As book bloggers we read quite a few books and also review them on our blogs but when it gets to be too much I don’t see anything wrong with reading a book JUST for fun and not publishing a review at all. There are also instances where a book may just be too hard to review because we loved or hated it so much we can’t find the right words to properly describe our experience. I know I have certainly run into both of these problems myself.

The only time I think a review is mandatory is when you receive an ARC (advanced reader copy) because publishers gave you a FREE copy in order to review it and get some hype/buzz going about the book.


So when you do decide to review a book, how long is too long to wait?

This here is the golden question in this discussion! I know when I finish a book I may not always jump into a review right away (for the reasons stated in the first question). Then as time goes on I realize “Hey! I never actually reviewed that one….” which brings me to thinking I can either post a review now or maybe just put it off infinitely. However, many of the books I have yet to review were ones I had full intentions of reviewing and just never got around to it.

I personally like to think you can post a review for a book WHENEVER you want to! Read the book a year ago? Fine, post a review! Read it a month ago? Fine, post a review! You should be able to post reviews for books at your own leisure, with the exception of ARCs as stated earlier.

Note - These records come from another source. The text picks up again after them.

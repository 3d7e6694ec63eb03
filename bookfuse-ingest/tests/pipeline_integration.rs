//! End-to-end pipeline tests
//!
//! Seeds a data directory with a base inventory and handwritten source
//! checkpoints, runs the build, and checks the fused artifact.

use bookfuse_common::config::CatalogPaths;
use bookfuse_ingest::pipeline::{build_catalog, read_final_catalog};
use tempfile::TempDir;

fn seed_data_dir() -> (TempDir, CatalogPaths) {
    let tmp = TempDir::new().unwrap();
    let paths = CatalogPaths::new(tmp.path().join("data"));
    paths.ensure_directories().unwrap();

    std::fs::write(
        paths.base_inventory_csv(),
        "row_id,isbn,title,author,year,publisher,pages\n\
         ,978-0-13-468599-1,Effective Java,\"Bloch, Joshua\",2018,Addison-Wesley,416\n\
         ,0-306-40615-2,The Great Gatsby,\"Fitzgerald, F. Scott\",1925,Scribner,180\n\
         ,,An Obscure Pamphlet,,1999,,12\n",
    )
    .unwrap();

    // Library catalog checkpoint: one hit with a marked-up summary,
    // stored under the already-normalized key
    std::fs::write(
        paths.library_catalog_checkpoint(),
        "isbn,detail_url,subjects,summary,status\n\
         9780134685991,https://opac.example/record/9,Computer science,<p>Best practices  for Java.</p>,ok\n",
    )
    .unwrap();

    // OpenLibrary append log: matches Gatsby's ISBN
    std::fs::write(
        paths.openlibrary_checkpoint(),
        "row_id,isbn,status,title,authors,publisher,publish_date,number_of_pages,work_key,description,subjects\n\
         1,0306406152,ok,The Great Gatsby,F. Scott Fitzgerald,Scribner,1925,180,/works/OL468431W,A portrait of the Jazz Age.,Fiction\n",
    )
    .unwrap();

    // OpenAlex append log: exact title match for Gatsby, low-confidence
    // rejection for the pamphlet
    std::fs::write(
        paths.openalex_checkpoint(),
        "row_id,title,work_id,matched_title,doi,work_type,year,cited_by_count,similarity,concept_tags,abstract_text,status\n\
         1,The Great Gatsby,W100,The Great Gatsby,,book,1925,500,1.0,Literature; Jazz Age,An abstract about Gatsby.,ok_exact_title\n\
         2,An Obscure Pamphlet,,Another Pamphlet Entirely,,,,,0.55,,,rejected_low_confidence\n",
    )
    .unwrap();

    (tmp, paths)
}

#[test]
fn build_produces_fused_artifact() {
    let (_tmp, paths) = seed_data_dir();

    let records = build_catalog(&paths).unwrap();
    assert_eq!(records.len(), 3);

    // Row 0: library catalog summary wins, cleaned of markup
    let java = &records[0];
    assert_eq!(java.title, "Effective Java");
    assert_eq!(java.lc_status.as_deref(), Some("ok"));
    assert_eq!(
        java.final_description.as_deref(),
        Some("Best practices for Java.")
    );
    assert_eq!(java.final_description_source.as_deref(), Some("library_catalog"));
    assert_eq!(java.final_subjects.as_deref(), Some("Computer science"));

    // Row 1: no catalog hit, OpenLibrary description wins over the
    // OpenAlex abstract; subjects also come from OpenLibrary
    let gatsby = &records[1];
    assert_eq!(gatsby.title, "The Great Gatsby");
    assert!(gatsby.lc_status.is_none());
    assert_eq!(
        gatsby.final_description.as_deref(),
        Some("A portrait of the Jazz Age.")
    );
    assert_eq!(gatsby.final_description_source.as_deref(), Some("openlibrary"));
    assert_eq!(gatsby.oa_work_id.as_deref(), Some("W100"));
    assert_eq!(gatsby.oa_similarity, Some(1.0));

    // Row 2: only a rejected fuzzy match; audited but nothing fused
    let pamphlet = &records[2];
    assert_eq!(pamphlet.oa_status.as_deref(), Some("rejected_low_confidence"));
    assert_eq!(
        pamphlet.oa_matched_title.as_deref(),
        Some("Another Pamphlet Entirely")
    );
    assert!(pamphlet.oa_work_id.is_none());
    assert!(pamphlet.final_description.is_none());
    assert!(pamphlet.final_description_source.is_none());

    // Artifact on disk round-trips
    let reread = read_final_catalog(&paths.final_catalog_csv()).unwrap();
    assert_eq!(reread.len(), 3);
    assert_eq!(reread[1].final_description_source.as_deref(), Some("openlibrary"));
}

#[test]
fn rebuild_is_idempotent() {
    let (_tmp, paths) = seed_data_dir();

    let first = build_catalog(&paths).unwrap();
    let second = build_catalog(&paths).unwrap();

    assert_eq!(first.len(), second.len());
    for (a, b) in first.iter().zip(second.iter()) {
        assert_eq!(a.row_id, b.row_id);
        assert_eq!(a.final_description, b.final_description);
        assert_eq!(a.final_description_source, b.final_description_source);
        assert_eq!(a.final_subjects, b.final_subjects);
    }
}

#[test]
fn missing_checkpoints_still_build() {
    let tmp = TempDir::new().unwrap();
    let paths = CatalogPaths::new(tmp.path().join("data"));
    paths.ensure_directories().unwrap();

    std::fs::write(
        paths.base_inventory_csv(),
        "row_id,isbn,title,author,year,publisher,pages\n\
         ,1111111111,Lonely Book,,2001,,\n",
    )
    .unwrap();

    let records = build_catalog(&paths).unwrap();
    assert_eq!(records.len(), 1);
    assert!(records[0].lc_status.is_none());
    assert!(records[0].final_description.is_none());
}
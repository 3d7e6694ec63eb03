//! Pipeline orchestration
//!
//! Ties the stages together: base inventory loading, the per-source
//! enrichment drivers, merge, fusion, and the final CSV artifact.
//! `build_catalog` is pure given the checkpoint files on disk and can
//! be rerun at any time.

use crate::fusion::{fuse_record, FinalRecord};
use crate::merge::{merge_sources, SourceTables};
use crate::state::checkpoint::load_records;
use crate::types::CatalogItem;
use bookfuse_common::config::CatalogPaths;
use bookfuse_common::{Error, Result};
use serde::Deserialize;
use std::collections::HashSet;
use std::path::Path;
use tracing::{info, warn};

/// Raw base inventory row before row_id assignment
#[derive(Debug, Deserialize)]
struct BaseRow {
    row_id: Option<i64>,
    isbn: Option<String>,
    title: Option<String>,
    author: Option<String>,
    year: Option<String>,
    publisher: Option<String>,
    pages: Option<String>,
}

/// Load and clean the base inventory snapshot
///
/// Physical duplicates (same title, pages, year, author, and ISBN) are
/// collapsed to the first occurrence. Rows without a usable title are
/// dropped. Rows missing a persisted `row_id` get one from their file
/// position, so ids are stable as long as the snapshot is.
pub fn load_base_inventory(path: &Path) -> Result<Vec<CatalogItem>> {
    if !path.exists() {
        return Err(Error::NotFound(format!(
            "base inventory not found: {}",
            path.display()
        )));
    }

    let mut reader = csv::ReaderBuilder::new().flexible(true).from_path(path)?;
    let mut items = Vec::new();
    let mut seen = HashSet::new();
    let mut duplicates = 0usize;
    let mut untitled = 0usize;

    for (position, row) in reader.deserialize::<BaseRow>().enumerate() {
        let row = match row {
            Ok(row) => row,
            Err(e) => {
                warn!(path = %path.display(), error = %e, "Skipping malformed inventory row");
                continue;
            }
        };

        let item = CatalogItem {
            row_id: row.row_id.unwrap_or(position as i64),
            isbn: row.isbn,
            title: row.title.unwrap_or_default(),
            author: row.author,
            year: row.year,
            publisher: row.publisher,
            pages: row.pages,
        };

        if item.title_key().is_none() {
            untitled += 1;
            continue;
        }

        let fingerprint = (
            item.title.clone(),
            item.pages.clone(),
            item.year.clone(),
            item.author.clone(),
            item.isbn.clone(),
        );
        if !seen.insert(fingerprint) {
            duplicates += 1;
            continue;
        }

        items.push(item);
    }

    info!(
        path = %path.display(),
        rows = items.len(),
        duplicates_dropped = duplicates,
        untitled_dropped = untitled,
        "Loaded base inventory"
    );

    Ok(items)
}

/// Build the final catalog artifact from the checkpointed source state
pub fn build_catalog(paths: &CatalogPaths) -> Result<Vec<FinalRecord>> {
    let items = load_base_inventory(&paths.base_inventory_csv())?;
    let tables = SourceTables::load(paths)?;

    let merged = merge_sources(&items, &tables);
    let records: Vec<FinalRecord> = merged.iter().map(fuse_record).collect();

    let described = records.iter().filter(|r| r.final_description.is_some()).count();
    let subjected = records.iter().filter(|r| r.final_subjects.is_some()).count();

    write_final_catalog(&records, &paths.final_catalog_csv())?;

    info!(
        rows = records.len(),
        with_description = described,
        with_subjects = subjected,
        artifact = %paths.final_catalog_csv().display(),
        "Built final catalog"
    );

    Ok(records)
}

/// Atomically write the final artifact CSV
pub fn write_final_catalog(records: &[FinalRecord], path: &Path) -> Result<()> {
    if let Some(parent) = path.parent() {
        std::fs::create_dir_all(parent)?;
    }

    let tmp_path = path.with_extension("csv.tmp");
    {
        let mut writer = csv::Writer::from_path(&tmp_path)?;
        for record in records {
            writer.serialize(record)?;
        }
        writer.flush()?;
    }
    std::fs::rename(&tmp_path, path)?;

    Ok(())
}

/// Read the final artifact back, tolerating malformed rows
pub fn read_final_catalog(path: &Path) -> Result<Vec<FinalRecord>> {
    if !path.exists() {
        return Err(Error::NotFound(format!(
            "final catalog not found: {}",
            path.display()
        )));
    }
    load_records(path)
}
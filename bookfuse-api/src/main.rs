//! bookfuse-api - Read-only catalog HTTP service

use anyhow::{Context, Result};
use bookfuse_api::{build_router, AppState};
use bookfuse_common::config::{load_toml_config, resolve_data_dir};
use clap::Parser;
use sqlx::SqlitePool;
use std::path::PathBuf;
use tracing::{info, Level};
use tracing_subscriber::FmtSubscriber;

const DEFAULT_PORT: u16 = 8000;

#[derive(Parser)]
#[command(name = "bookfuse-api", about = "Read-only book catalog API")]
struct Cli {
    /// Data directory (overrides BOOKFUSE_DATA and the config file)
    #[arg(long)]
    data_dir: Option<PathBuf>,

    /// Listen port (overrides the config file)
    #[arg(long)]
    port: Option<u16>,
}

#[tokio::main]
async fn main() -> Result<()> {
    let subscriber = FmtSubscriber::builder()
        .with_max_level(Level::INFO)
        .finish();
    tracing::subscriber::set_global_default(subscriber)?;

    let cli = Cli::parse();

    info!("Starting bookfuse-api");
    info!("Version: {}", env!("CARGO_PKG_VERSION"));

    let paths = resolve_data_dir(cli.data_dir.as_deref());
    let db_path = paths.database_path();
    info!("Database: {}", db_path.display());

    let db_url = format!("sqlite://{}?mode=ro", db_path.display());
    let db = SqlitePool::connect(&db_url)
        .await
        .context("Failed to open catalog database (run `bookfuse load` first)")?;

    let port = cli
        .port
        .or_else(|| load_toml_config().ok().and_then(|c| c.api_port))
        .unwrap_or(DEFAULT_PORT);

    let app = build_router(AppState::new(db));

    let listener = tokio::net::TcpListener::bind(("127.0.0.1", port)).await?;
    info!("Listening on http://127.0.0.1:{}", port);
    info!("Health check: http://127.0.0.1:{}/health", port);

    axum::serve(listener, app).await?;

    Ok(())
}
//! bookfuse - Book catalog reconciliation CLI
//!
//! Builds the fused catalog artifact from the checkpointed source
//! state, loads it into the SQLite database the read API serves from,
//! and reports coverage statistics. Enrichment collectors run behind
//! the library's `SourceCollector` boundary and are wired in by
//! deployment-specific binaries, not this CLI.

use anyhow::{Context, Result};
use bookfuse_common::config::resolve_data_dir;
use clap::{Parser, Subcommand};
use std::path::PathBuf;
use tracing::{info, Level};
use tracing_subscriber::FmtSubscriber;

use bookfuse_ingest::pipeline::{build_catalog, read_final_catalog};
use bookfuse_ingest::stats::{format_stats, gather_stats};
use bookfuse_ingest::storage::{init_catalog_pool, load_final_catalog};

#[derive(Parser)]
#[command(name = "bookfuse", about = "Multi-source book catalog reconciliation")]
struct Cli {
    /// Data directory (overrides BOOKFUSE_DATA and the config file)
    #[arg(long, global = true)]
    data_dir: Option<PathBuf>,

    #[command(subcommand)]
    command: Command,
}

#[derive(Subcommand)]
enum Command {
    /// Merge and fuse the checkpointed sources into the final artifact
    Build,
    /// Load the final artifact into the catalog database
    Load,
    /// Report per-source status counts and fused coverage
    Stats,
}

#[tokio::main]
async fn main() -> Result<()> {
    let subscriber = FmtSubscriber::builder()
        .with_max_level(Level::INFO)
        .finish();
    tracing::subscriber::set_global_default(subscriber)?;

    let cli = Cli::parse();

    info!("Starting bookfuse");
    info!("Version: {}", env!("CARGO_PKG_VERSION"));

    let paths = resolve_data_dir(cli.data_dir.as_deref());
    paths
        .ensure_directories()
        .context("Failed to initialize data directory")?;
    info!("Data directory: {}", paths.data_dir.display());

    match cli.command {
        Command::Build => {
            let records = build_catalog(&paths).context("Failed to build catalog")?;
            println!(
                "Built {} rows -> {}",
                records.len(),
                paths.final_catalog_csv().display()
            );
        }
        Command::Load => {
            let records = read_final_catalog(&paths.final_catalog_csv())
                .context("Failed to read final artifact (run `bookfuse build` first)")?;
            let pool = init_catalog_pool(&paths.database_path())
                .await
                .context("Failed to open catalog database")?;
            let loaded = load_final_catalog(&pool, &records).await?;
            println!("Loaded {} rows -> {}", loaded, paths.database_path().display());
        }
        Command::Stats => {
            let stats = gather_stats(&paths).context("Failed to gather stats")?;
            print!("{}", format_stats(&stats));
        }
    }

    Ok(())
}
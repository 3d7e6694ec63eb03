//! Enrichment state store
//!
//! One `EnrichmentTable` per source holds the single best record seen
//! so far for every canonical key. Tables are owned, single-writer
//! structures passed by reference into each stage; checkpoint I/O
//! lives in [`checkpoint`].

pub mod checkpoint;

use crate::types::QualityScore;
use std::collections::HashMap;

/// Per-source mapping from canonical key to its best known record
///
/// `upgrade` never regresses: replaying any sequence of candidates in
/// any order converges to the same table.
#[derive(Debug, Clone)]
pub struct EnrichmentTable<R> {
    records: HashMap<String, R>,
}

impl<R> Default for EnrichmentTable<R> {
    fn default() -> Self {
        Self {
            records: HashMap::new(),
        }
    }
}

impl<R: QualityScore> EnrichmentTable<R> {
    pub fn new() -> Self {
        Self::default()
    }

    /// Replace the record for `key` iff the candidate scores strictly
    /// higher than the incumbent. Ties keep the existing record, which
    /// makes repeated application of the same candidate a no-op.
    pub fn upgrade(&mut self, key: impl Into<String>, candidate: R) {
        let key = key.into();
        match self.records.get(&key) {
            Some(existing) if candidate.quality_score() <= existing.quality_score() => {}
            _ => {
                self.records.insert(key, candidate);
            }
        }
    }

    pub fn get(&self, key: &str) -> Option<&R> {
        self.records.get(key)
    }

    pub fn len(&self) -> usize {
        self.records.len()
    }

    pub fn is_empty(&self) -> bool {
        self.records.is_empty()
    }

    pub fn iter(&self) -> impl Iterator<Item = (&String, &R)> {
        self.records.iter()
    }

    /// Records sorted by key, for deterministic checkpoint output
    pub fn sorted_records(&self) -> Vec<(&String, &R)> {
        let mut rows: Vec<_> = self.records.iter().collect();
        rows.sort_by(|a, b| a.0.cmp(b.0));
        rows
    }
}
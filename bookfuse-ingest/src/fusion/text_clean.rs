//! Free-text canonicalization
//!
//! Descriptions arrive from three sources with three kinds of damage:
//! UTF-8 read back as Latin-1 (mojibake), leftover HTML markup and
//! entities, and filler placeholders standing in for real text. Every
//! free-text field passes through `clean_text` before fusion so the
//! precedence rules only ever compare usable prose.

use once_cell::sync::Lazy;
use regex::Regex;

/// Mojibake sequences repaired before any other step
///
/// Ordered longest-first so multi-byte sequences are repaired before a
/// shorter prefix of the same bytes can consume them.
const MOJIBAKE_REPAIRS: &[(&str, &str)] = &[
    ("\u{00e2}\u{20ac}\u{2122}", "'"),
    ("\u{00e2}\u{20ac}\u{0153}", "\""),
    ("\u{00e2}\u{20ac}\u{201d}", "-"),
    ("\u{00e2}\u{20ac}\u{201c}", "-"),
    ("\u{00e2}\u{20ac}", "\""),
];

/// Placeholder strings that are not real descriptions
const PLACEHOLDER_TEXT: &[&str] = &[
    "nan",
    "none",
    "null",
    "n/a",
    "na",
    "description not available",
    "not available",
    "no description",
    "no description available",
];

static BR_TAG: Lazy<Regex> = Lazy::new(|| Regex::new(r"(?i)<br\s*/?>").unwrap());
static HTML_TAG: Lazy<Regex> = Lazy::new(|| Regex::new(r"<[^>]+>").unwrap());
/// Markers after which a description degenerates into a chapter list
static CONTENTS_MARKER: Lazy<Regex> =
    Lazy::new(|| Regex::new(r"(?i)table of contents|contents:").unwrap());

/// Canonicalize one free-text field, or reject it entirely
///
/// Returns `None` when nothing usable remains. Idempotent: cleaning
/// already-clean text returns it unchanged.
pub fn clean_text(raw: &str) -> Option<String> {
    let mut text = raw.to_string();

    for (broken, repaired) in MOJIBAKE_REPAIRS {
        text = text.replace(broken, repaired);
    }

    text = decode_entities(&text);
    text = BR_TAG.replace_all(&text, " ").into_owned();
    text = HTML_TAG.replace_all(&text, " ").into_owned();
    text = text.split_whitespace().collect::<Vec<_>>().join(" ");

    text = truncate_at_contents(&text);
    let text = text.trim().to_string();

    if text.is_empty() {
        return None;
    }
    if PLACEHOLDER_TEXT.contains(&text.to_lowercase().as_str()) {
        return None;
    }

    Some(text)
}

/// Decode the HTML entities that actually occur in catalog text
fn decode_entities(text: &str) -> String {
    let mut out = String::with_capacity(text.len());
    let mut rest = text;

    while let Some(start) = rest.find('&') {
        out.push_str(&rest[..start]);
        rest = &rest[start..];

        // Entities are short; scan a bounded byte window for the ';'
        let Some(end) = rest.bytes().take(12).position(|b| b == b';') else {
            out.push('&');
            rest = &rest[1..];
            continue;
        };

        let entity = &rest[1..end];
        let decoded = match entity {
            "amp" => Some('&'),
            "lt" => Some('<'),
            "gt" => Some('>'),
            "quot" => Some('"'),
            "apos" => Some('\''),
            "nbsp" => Some(' '),
            _ => decode_numeric_entity(entity),
        };

        match decoded {
            Some(c) => {
                out.push(c);
                rest = &rest[end + 1..];
            }
            None => {
                out.push('&');
                rest = &rest[1..];
            }
        }
    }

    out.push_str(rest);
    out
}

fn decode_numeric_entity(entity: &str) -> Option<char> {
    let code = if let Some(hex) = entity.strip_prefix("#x").or_else(|| entity.strip_prefix("#X")) {
        u32::from_str_radix(hex, 16).ok()?
    } else if let Some(dec) = entity.strip_prefix('#') {
        dec.parse::<u32>().ok()?
    } else {
        return None;
    };
    char::from_u32(code)
}

/// Cut the text at the first chapter-list marker, keeping the prose
fn truncate_at_contents(text: &str) -> String {
    match CONTENTS_MARKER.find(text) {
        Some(m) => text[..m.start()].to_string(),
        None => text.to_string(),
    }
}
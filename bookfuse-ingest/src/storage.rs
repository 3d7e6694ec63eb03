//! Catalog database loader
//!
//! Loads the final artifact into the SQLite `books` table the read API
//! serves from. The table is keyed by `row_id` and the load is an
//! upsert, so re-running after a rebuilt artifact refreshes rows in
//! place.

use crate::fusion::FinalRecord;
use bookfuse_common::Result;
use sqlx::SqlitePool;
use std::path::Path;
use tracing::{debug, info};

/// Fallback stored when a row has no usable title
pub const UNKNOWN_TITLE: &str = "UNKNOWN_TITLE";

/// Years outside this range are treated as data errors and stored NULL
const YEAR_RANGE: std::ops::RangeInclusive<i64> = 1800..=2026;

/// Open the catalog database, creating file and tables as needed
pub async fn init_catalog_pool(db_path: &Path) -> Result<SqlitePool> {
    if let Some(parent) = db_path.parent() {
        std::fs::create_dir_all(parent)?;
    }

    let db_url = format!("sqlite://{}?mode=rwc", db_path.display());
    debug!("Connecting to database: {}", db_url);

    let pool = SqlitePool::connect(&db_url).await?;
    init_tables(&pool).await?;

    Ok(pool)
}

async fn init_tables(pool: &SqlitePool) -> Result<()> {
    sqlx::query("PRAGMA journal_mode=WAL")
        .execute(pool)
        .await?;

    sqlx::query(
        r#"
        CREATE TABLE IF NOT EXISTS books (
            row_id INTEGER PRIMARY KEY,
            isbn TEXT,
            title TEXT NOT NULL,
            author TEXT,
            year INTEGER,
            publisher TEXT,
            description TEXT,
            subjects TEXT,
            description_source TEXT,
            subjects_source TEXT
        )
        "#,
    )
    .execute(pool)
    .await?;

    debug!("Database tables initialized (books)");
    Ok(())
}

/// Upsert the final artifact into the `books` table
pub async fn load_final_catalog(pool: &SqlitePool, records: &[FinalRecord]) -> Result<usize> {
    let mut loaded = 0usize;

    for record in records {
        let title = if record.title.trim().is_empty() {
            UNKNOWN_TITLE.to_string()
        } else {
            record.title.clone()
        };

        sqlx::query(
            r#"
            INSERT INTO books (
                row_id, isbn, title, author, year, publisher,
                description, subjects, description_source, subjects_source
            )
            VALUES (?, ?, ?, ?, ?, ?, ?, ?, ?, ?)
            ON CONFLICT(row_id) DO UPDATE SET
                isbn = excluded.isbn,
                title = excluded.title,
                author = excluded.author,
                year = excluded.year,
                publisher = excluded.publisher,
                description = excluded.description,
                subjects = excluded.subjects,
                description_source = excluded.description_source,
                subjects_source = excluded.subjects_source
            "#,
        )
        .bind(record.row_id)
        .bind(&record.isbn)
        .bind(&title)
        .bind(&record.author)
        .bind(coerce_year(record.year.as_deref()))
        .bind(&record.publisher)
        .bind(&record.final_description)
        .bind(&record.final_subjects)
        .bind(&record.final_description_source)
        .bind(&record.final_subjects_source)
        .execute(pool)
        .await?;

        loaded += 1;
    }

    info!(rows = loaded, "Loaded final catalog into database");
    Ok(loaded)
}

/// Parse a raw year, rejecting values outside the plausible range
///
/// Accepts float-formatted years ("1925.0") from older artifacts.
fn coerce_year(raw: Option<&str>) -> Option<i64> {
    let trimmed = raw?.trim();
    let year = trimmed
        .parse::<i64>()
        .ok()
        .or_else(|| trimmed.parse::<f64>().ok().map(|y| y as i64))?;
    YEAR_RANGE.contains(&year).then_some(year)
}

#[cfg(test)]
mod tests {
    use super::*;

    #[test]
    fn year_coercion_rejects_out_of_range() {
        assert_eq!(coerce_year(Some("1925")), Some(1925));
        assert_eq!(coerce_year(Some(" 2020 ")), Some(2020));
        assert_eq!(coerce_year(Some("1925.0")), Some(1925));
        assert_eq!(coerce_year(Some("1799")), None);
        assert_eq!(coerce_year(Some("2027")), None);
        assert_eq!(coerce_year(Some("circa 1900")), None);
        assert_eq!(coerce_year(None), None);
    }
}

However, this doesn’t necessarily mean we are all comfortable doing it whenever. I know I personally get really self conscious about reviewing books I read last year and why? Because I worry that’s frowned upon by others. But why?! Why do I care? I don’t know, but I definitely think at the same time we should post what we want, when we want!


One Last Note…..

I’m VERY curious as to all of your thoughts on this topic since I have quite a few books I read and have yet to review! So the big reason behind making this into a post is to learn whether or not you guys are still interested in reading reviews for books I read a year ago even if their mini reviews and whatnot.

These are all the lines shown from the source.